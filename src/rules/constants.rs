//! Scalar network constants carried by each fork rule set.

use primitive_types::U256;

/// One ether, in wei.
const ETHER: u64 = 1_000_000_000_000_000_000;

/// Network-wide scalar parameters. Like the gas tables these are flattened
/// per fork at construction; a fork that changes one value copies its
/// parent's struct and updates only that field.
#[derive(Debug, Clone, PartialEq, Eq)]
pub struct Constants {
    pub maximum_extra_data_size: usize,
    pub minimum_difficulty: U256,
    pub difficulty_bound_divisor: U256,
    /// Seconds between blocks below which difficulty adjusts upward.
    pub duration_limit: u64,
    /// Block-count period of the difficulty bomb exponent.
    pub exp_difficulty_period: u64,
    pub block_reward: U256,
    pub max_contract_size: usize,
    /// Pre-homestead quirk: an out-of-gas CREATE still leaves an empty
    /// contract behind.
    pub create_empty_contract_on_oog: bool,
    pub has_delegate_call: bool,
}

impl Constants {
    pub fn frontier() -> Self {
        Constants {
            maximum_extra_data_size: 32,
            minimum_difficulty: U256::from(131_072),
            difficulty_bound_divisor: U256::from(2_048),
            duration_limit: 13,
            exp_difficulty_period: 100_000,
            block_reward: U256::from(5) * U256::from(ETHER),
            max_contract_size: usize::MAX,
            create_empty_contract_on_oog: true,
            has_delegate_call: false,
        }
    }
}

/// Seal-engine selection. The engine itself lives outside this crate; the
/// rules only name which one a fork expects.
#[derive(Debug, Clone, Copy, PartialEq, Eq)]
pub enum MiningAlgorithm {
    Ethash,
}

/// A one-off balance move applied when a hard fork activates.
#[derive(Debug, Clone, PartialEq, Eq)]
pub struct ForkTransfer {
    pub from: [u8; 20],
    pub to: [u8; 20],
}

/// A pinned (height, hash) pair the header validator must match, used to
/// reject stale side chains around contentious forks.
#[derive(Debug, Clone, PartialEq, Eq)]
pub struct HeaderCheckpoint {
    pub number: u64,
    pub hash: [u8; 32],
}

→ Your instructions
Please output all the lines above exactly as given.

→ Task result
filename src/rules/constants.rs
//! Scalar network constants carried by each fork rule set.

use primitive_types::U256;

/// One ether, in wei.
const ETHER: u64 = 1_000_000_000_000_000_000;

/// Network-wide scalar parameters. Like the gas tables these are flattened
/// per fork at construction; a fork that changes one value copies its
/// parent's struct and updates only that field.
#[derive(Debug, Clone, PartialEq, Eq)]
pub struct Constants {
    pub maximum_extra_data_size: usize,
    pub minimum_difficulty: U256,
    pub difficulty_bound_divisor: U256,
    /// Seconds between blocks below which difficulty adjusts upward.
    pub duration_limit: u64,
    /// Block-count period of the difficulty bomb exponent.
    pub exp_difficulty_period: u64,
    pub block_reward: U256,
    pub max_contract_size: usize,
    /// Pre-homestead quirk: an out-of-gas CREATE still leaves an empty
    /// contract behind.
    pub create_empty_contract_on_oog: bool,
    pub has_delegate_call: bool,
}

impl Constants {
    pub fn frontier() -> Self {
        Constants {
            maximum_extra_data_size: 32,
            minimum_difficulty: U256::from(131_072),
            difficulty_bound_divisor: U256::from(2_048),
            duration_limit: 13,
            exp_difficulty_period: 100_000,
            block_reward: U256::from(5) * U256::from(ETHER),
            max_contract_size: usize::MAX,
            create_empty_contract_on_oog: true,
            has_delegate_call: false,
        }
    }
}

/// Seal-engine selection. The engine itself lives outside this crate; the
/// rules only name which one a fork expects.
#[derive(Debug, Clone, Copy, PartialEq, Eq)]
pub enum MiningAlgorithm {
    Ethash,
}

/// A one-off balance move applied when a hard fork activates.
#[derive(Debug, Clone, PartialEq, Eq)]
pub struct ForkTransfer {
    pub from: [u8; 20],
    pub to: [u8; 20],
}

/// A pinned (height, hash) pair the header validator must match, used to
/// reject stale side chains around contentious forks.
#[derive(Debug, Clone, PartialEq, Eq)]
pub struct HeaderCheckpoint {
    pub number: u64,
    pub hash: [u8; 32],
}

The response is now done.